README.md

ONE STATE MACHINE TO RULE THEM ALL

This set of scripts, AWS lambda functions and a single AWS state machine are designed to replace our existing build infrastructure.

The single state machine can do any combination of building, publishing and other steps, either automatically (it will check and not do anything that's already done) or manually (it accepts any combination of versions, distros and step names as input).

See bin/build-on-aws for usage instructions.

Architecture overview

We use AWS activities as the basic building block. The state machine publishes "tasks" associated with each "activity" (a "task" is a single instance of an "activity"), which are consumed by "workers". A worker is an EC2 instance specifically initialized to process tasks for one of the activities.

The standard Amazon flow seems to assume that workers are constantly available, which doesn't quite work for us (we don't want ~70 beefy EC2 instances running constantly). We therefore start workers "on demand", by a state in the state machine that directly preceeds the state that publishes each task.

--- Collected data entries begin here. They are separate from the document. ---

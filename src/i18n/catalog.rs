//! Language catalog: the set of languages the site serves.
//!
//! Built explicitly from stored options plus installed locale packs. When
//! installed locales are discovered that have no stored option, they are
//! added and the option record is written back once.

use crate::error::{Result, RouterError};
use crate::i18n::{AvailableTranslations, Language, LanguageOption};
use crate::store::{OptionStore, DEFAULT_LOCALE_OPTION, LANGUAGES_OPTION};
use serde_json::{Map, Value};
use std::collections::HashSet;
use tracing::{debug, info, warn};

/// Locale used when no default has been configured.
pub const SYSTEM_DEFAULT_LOCALE: &str = "en_US";

/// Ordered locale → language mapping plus the default locale.
#[derive(Debug, Clone)]
pub struct LanguageCatalog {
    languages: Vec<Language>,
    default_locale: String,
}

/// Result of merging stored options with installed locales.
#[derive(Debug, Clone)]
pub struct CatalogLoad {
    pub catalog: LanguageCatalog,

    /// Updated option record, present only when the merge added entries.
    pub updated_options: Option<Map<String, Value>>,
}

impl LanguageCatalog {
    /// Merge stored options with installed locales.
    ///
    /// Every stored option keeps its `enable` flag. Installed locales missing
    /// from the options are added as enabled languages with metadata from
    /// `translations` (or the locale code itself when nothing is known).
    pub fn load(
        options: &Map<String, Value>,
        installed_locales: &[String],
        translations: &AvailableTranslations,
        default_locale: Option<&str>,
    ) -> Result<CatalogLoad> {
        let default_locale = default_locale
            .filter(|locale| !locale.is_empty())
            .unwrap_or(SYSTEM_DEFAULT_LOCALE)
            .to_string();

        let mut languages = Vec::with_capacity(options.len() + installed_locales.len());
        for (locale, raw) in options {
            let option: LanguageOption =
                serde_json::from_value(raw.clone()).map_err(|e| RouterError::MalformedOption {
                    key: format!("{}[{}]", LANGUAGES_OPTION, locale),
                    reason: e.to_string(),
                })?;
            languages.push(Language::from_option(locale, &option));
        }

        let mut added = Vec::new();
        for locale in installed_locales {
            if languages.iter().any(|lang| &lang.locale == locale) {
                continue;
            }
            let language = discovered_language(locale, translations);
            debug!("Discovered installed locale {} (slug {})", locale, language.slug);
            languages.push(language);
            added.push(locale.as_str());
        }

        let mut catalog = LanguageCatalog {
            languages,
            default_locale,
        };
        catalog.enforce_invariants(translations);

        // Written back after the invariants so the stored flags match the catalog
        let updated_options = if added.is_empty() {
            None
        } else {
            let mut updated = options.clone();
            for lang in catalog
                .languages
                .iter()
                .filter(|lang| added.contains(&lang.locale.as_str()))
            {
                updated.insert(lang.locale.clone(), serde_json::to_value(lang.to_option())?);
            }
            Some(updated)
        };

        Ok(CatalogLoad {
            catalog,
            updated_options,
        })
    }

    /// Load from an option store, persisting newly discovered locales.
    ///
    /// A failed write is logged and ignored: the computed catalog is the
    /// same regardless, and the next load retries the write.
    pub fn load_from_store(
        store: &dyn OptionStore,
        installed_locales: &[String],
        translations: &AvailableTranslations,
    ) -> Result<LanguageCatalog> {
        let options = match store.get_option(LANGUAGES_OPTION)? {
            Some(Value::Object(map)) => map,
            Some(Value::Null) | None => Map::new(),
            Some(_) => {
                return Err(RouterError::MalformedOption {
                    key: LANGUAGES_OPTION.to_string(),
                    reason: "expected an object keyed by locale".to_string(),
                })
            }
        };

        let default_locale = store
            .get_option(DEFAULT_LOCALE_OPTION)?
            .and_then(|value| value.as_str().map(str::to_string));

        let load = Self::load(
            &options,
            installed_locales,
            translations,
            default_locale.as_deref(),
        )?;

        if let Some(updated) = load.updated_options {
            info!(
                "Persisting {} language options after merging installed locales",
                updated.len()
            );
            if let Err(e) = store.set_option(LANGUAGES_OPTION, Value::Object(updated)) {
                warn!("Failed to persist merged language options: {}", e);
            }
        }

        Ok(load.catalog)
    }

    /// Default locale, guaranteed to name an enabled language.
    pub fn default_locale(&self) -> &str {
        &self.default_locale
    }

    /// The default language.
    pub fn default_language(&self) -> &Language {
        // enforce_invariants guarantees presence
        self.languages
            .iter()
            .find(|lang| lang.locale == self.default_locale)
            .unwrap_or(&self.languages[0])
    }

    /// Slug of the default language; never shown in URLs.
    pub fn default_slug(&self) -> &str {
        &self.default_language().slug
    }

    /// All languages in catalog order, including disabled ones.
    pub fn languages(&self) -> &[Language] {
        &self.languages
    }

    /// Enabled languages in catalog order.
    pub fn enabled(&self) -> impl Iterator<Item = &Language> {
        self.languages.iter().filter(|lang| lang.enabled)
    }

    /// Slugs of every enabled language.
    pub fn enabled_slugs(&self) -> HashSet<&str> {
        self.enabled().map(|lang| lang.slug.as_str()).collect()
    }

    pub fn is_enabled_slug(&self, slug: &str) -> bool {
        self.enabled().any(|lang| lang.slug == slug)
    }

    pub fn by_locale(&self, locale: &str) -> Option<&Language> {
        self.languages.iter().find(|lang| lang.locale == locale)
    }

    /// Enabled language with the given slug.
    pub fn by_slug(&self, slug: &str) -> Option<&Language> {
        self.enabled().find(|lang| lang.slug == slug)
    }

    /// A language with this slug exists but is switched off.
    pub fn is_disabled_slug(&self, slug: &str) -> bool {
        !self.is_enabled_slug(slug) && self.languages.iter().any(|lang| lang.slug == slug)
    }

    fn enforce_invariants(&mut self, translations: &AvailableTranslations) {
        match self
            .languages
            .iter_mut()
            .find(|lang| lang.locale == self.default_locale)
        {
            Some(lang) if !lang.enabled => {
                warn!(
                    "Default locale {} is disabled in options; serving it anyway",
                    lang.locale
                );
                lang.enabled = true;
            }
            Some(_) => {}
            None => {
                debug!(
                    "Default locale {} has no language entry, adding a pseudo-language",
                    self.default_locale
                );
                let pseudo = discovered_language(&self.default_locale, translations);
                self.languages.insert(0, pseudo);
            }
        }

        // Slugs must be unique among enabled languages; the default wins,
        // then catalog order.
        let mut seen: HashSet<String> = HashSet::new();
        seen.insert(self.default_slug().to_string());
        let default_locale = self.default_locale.clone();
        for lang in self.languages.iter_mut().filter(|lang| lang.enabled) {
            if lang.locale == default_locale {
                continue;
            }
            if !seen.insert(lang.slug.clone()) {
                warn!(
                    "Slug '{}' of {} is already used by another language; disabling it",
                    lang.slug, lang.locale
                );
                lang.enabled = false;
            }
        }
    }
}

fn discovered_language(locale: &str, translations: &AvailableTranslations) -> Language {
    match translations.get(locale) {
        Some(info) => {
            let iso = info.primary_iso().unwrap_or(locale).to_string();
            Language {
                locale: locale.to_string(),
                slug: iso.clone(),
                name: info.native_name.clone(),
                flag: iso,
                enabled: true,
            }
        }
        None => Language {
            locale: locale.to_string(),
            slug: locale.to_string(),
            name: locale.to_string(),
            flag: locale.to_string(),
            enabled: true,
        },
    }
}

However, the system is intentionally designed to not rely on this being 100% accurate. Any worker can process any task belonging to the same activity, so if some worker EC2 instance fails to initialize, or shuts down because of a failure, or any other unpredictable thing happens, we don't care. Another worker will pick up the task later.

To make sure we're never left with pending tasks for an activity with no workers, there is a "health check" state in the state machine which runs every 5 minutes and starts new workers for any such activities.

In summary: If everything goes well, the state machine will initialize the optimal number of workers to process all required tasks. But even if everything doesn't go well, the machine can recover thanks to workers being interchangeable (within each activity) and a periodic "health check".

Retries

AWS state machines make it very convenient to specify retry policies for everything. Generally we use:

• AWS lambda functions get 5 retries with 5, 10, 20, 40, 80 second delay; this is fairly aggressive but that's OK as these are cheap and can fail for random reasons (e.g. we get rate-limited when doing a lot of AWS API calls at once)
• activities get 2 retries with 1, then 5 minute delay; we're intentionally less aggressive here as these take a long time and can reasonably fail for legitimate reasons (e.g. compilation error)

Monitoring

CloudWatch logs

There is one CloudWatch log stream for each worker, named w_{ec2_instance_id}. EC2 instance IDs are returned in the output for both successes and failures (see below), which makes it easy to fetch the correct log stream.

If the same worker processes multiple tasks, searching for the task name (e.g. "PublishBinaryPackage-4.28.2-ubuntu-18.04-bionic") in the log stream is an easy way to find the relevant part of the log.

EC2 instance names

Each "worker" EC2 instance updates its name whenever its state changes, so that looking at the EC2 instance list in the AWS console gives a good overview of what's currently going on.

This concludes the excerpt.